● AIM OF THE TASK: Could you retype, exactly as written, every line from the top of the records through the line that contains "use crate::types::Payload;"?

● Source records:
◆ ◆ ◆

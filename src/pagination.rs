//! Cursor pagination.
//!
//! Ashby list endpoints take a `limit` and an opaque `cursor` in the JSON body
//! and answer with an envelope such as:
//!
//! ```json
//! { "success": true, "results": [ ... ], "moreDataAvailable": true, "nextCursor": "c1" }
//! ```
//!
//! [`collect_pages`] drives the loop: it keeps requesting pages with the cursor
//! echoed back from the previous response until the server reports no more
//! data, and returns every item in page order.

use serde_json::Value;
use std::future::Future;
use std::time::Duration;

use crate::defaults;
use crate::error::AshbyError;
use crate::types::Payload;

/// Request field carrying the page size
pub const LIMIT_FIELD: &str = "limit";
/// Request field carrying the cursor
pub const CURSOR_FIELD: &str = "cursor";
/// Response flag announcing further pages
pub const MORE_DATA_FIELD: &str = "moreDataAvailable";
/// Response field carrying the cursor of the next page
pub const NEXT_CURSOR_FIELD: &str = "nextCursor";

/// Pagination settings.
///
/// `max_pages` and `max_duration` are unset by default: the loop trusts the
/// server to eventually report `moreDataAvailable: false`.
#[derive(Debug, Clone, Copy, PartialEq, Eq)]
pub struct PaginationOptions {
    /// Records requested per page
    pub page_size: u32,
    /// Fail once this many pages were fetched and the server still reports more
    pub max_pages: Option<u32>,
    /// Fail when the whole aggregation takes longer than this
    pub max_duration: Option<Duration>,
}

impl Default for PaginationOptions {
    fn default() -> Self {
        Self {
            page_size: defaults::pagination::PAGE_SIZE,
            max_pages: None,
            max_duration: None,
        }
    }
}

impl PaginationOptions {
    pub fn new() -> Self {
        Self::default()
    }

    pub const fn with_page_size(mut self, page_size: u32) -> Self {
        self.page_size = page_size;
        self
    }

    pub const fn with_max_pages(mut self, max_pages: u32) -> Self {
        self.max_pages = Some(max_pages);
        self
    }

    pub const fn with_max_duration(mut self, max_duration: Duration) -> Self {
        self.max_duration = Some(max_duration);
        self
    }
}

/// One decoded page of a list response
#[derive(Debug, Clone, PartialEq)]
pub struct Page {
    pub items: Vec<Value>,
    pub more_data_available: bool,
    pub next_cursor: Option<Value>,
}

impl Page {
    /// Split a response envelope into its items and continuation data.
    pub fn from_response(response: Value) -> Self {
        let more_data_available = is_truthy(response.get(MORE_DATA_FIELD));
        let next_cursor = response
            .get(NEXT_CURSOR_FIELD)
            .filter(|c| !c.is_null())
            .cloned();

        let items = match extract_results(&response) {
            Value::Array(items) => items.clone(),
            other => vec![other.clone()],
        };

        Self {
            items,
            more_data_available,
            next_cursor,
        }
    }

    /// Cursor to request next, or `None` when this is the last page
    pub fn continuation(&self) -> Option<&Value> {
        if self.more_data_available {
            self.next_cursor.as_ref()
        } else {
            None
        }
    }
}

/// Result payload of an envelope: `data`, then `results`, then the envelope
/// itself.
///
/// Only absent and `null` fields are skipped. An empty `data` or `results`
/// list is taken as-is, so an empty last page adds no items instead of the
/// whole envelope.
pub fn extract_results(response: &Value) -> &Value {
    ["data", "results"]
        .iter()
        .find_map(|key| response.get(*key).filter(|v| !v.is_null()))
        .unwrap_or(response)
}

fn is_truthy(value: Option<&Value>) -> bool {
    !matches!(value, None | Some(Value::Null) | Some(Value::Bool(false)))
}

/// Fetch every page and concatenate their items.
///
/// `fetch` receives the request payload for one page (the base payload plus
/// `limit` and, after the first page, `cursor`) and returns the raw response.
/// Pages are requested strictly one after another.
pub async fn collect_pages<F, Fut>(
    endpoint: &str,
    base: &Payload,
    options: &PaginationOptions,
    fetch: F,
) -> Result<Vec<Value>, AshbyError>
where
    F: FnMut(Payload) -> Fut,
    Fut: Future<Output = Result<Value, AshbyError>>,
{
    let pages = collect_pages_inner(endpoint, base, options, fetch);
    match options.max_duration {
        Some(max_duration) => tokio::time::timeout(max_duration, pages)
            .await
            .map_err(|_| {
                AshbyError::TimeoutError(format!(
                    "pagination of {endpoint} did not finish within {max_duration:?}"
                ))
            })?,
        None => pages.await,
    }
}

async fn collect_pages_inner<F, Fut>(
    endpoint: &str,
    base: &Payload,
    options: &PaginationOptions,
    mut fetch: F,
) -> Result<Vec<Value>, AshbyError>
where
    F: FnMut(Payload) -> Fut,
    Fut: Future<Output = Result<Value, AshbyError>>,
{
    let mut results = Vec::new();
    let mut cursor: Option<Value> = None;
    let mut page_index: u32 = 0;

    loop {
        if let (Some(max_pages), Some(_)) = (options.max_pages, &cursor) {
            if page_index >= max_pages {
                tracing::warn!(target: "ashby::pagination", endpoint, max_pages, "page cap reached with more data available");
                return Err(AshbyError::PaginationLimitExceeded { max_pages });
            }
        }

        let mut payload = base.clone();
        payload.remove(CURSOR_FIELD);
        payload.insert(LIMIT_FIELD.to_string(), Value::from(options.page_size));
        if let Some(cursor) = cursor.take() {
            payload.insert(CURSOR_FIELD.to_string(), cursor);
        }

        let page = Page::from_response(fetch(payload).await?);
        page_index += 1;
        tracing::debug!(
            target: "ashby::pagination",
            endpoint,
            page = page_index,
            items = page.items.len(),
            more = page.more_data_available,
            "page received"
        );

        cursor = page.continuation().cloned();
        results.extend(page.items);

        if cursor.is_none() {
            return Ok(results);
        }
    }
}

◆ ◆ ◆

● SOLVED PROBLEM:
filename src/pagination.rs
//! Cursor pagination.
//!
//! Ashby list endpoints take a `limit` and an opaque `cursor` in the JSON body
//! and answer with an envelope such as:
//!
//! ```json
//! { "success": true, "results": [ ... ], "moreDataAvailable": true, "nextCursor": "c1" }
//! ```
//!
//! [`collect_pages`] drives the loop: it keeps requesting pages with the cursor
//! echoed back from the previous response until the server reports no more
//! data, and returns every item in page order.

use serde_json::Value;
use std::future::Future;
use std::time::Duration;

use crate::defaults;
use crate::error::AshbyError;
use crate::types::Payload;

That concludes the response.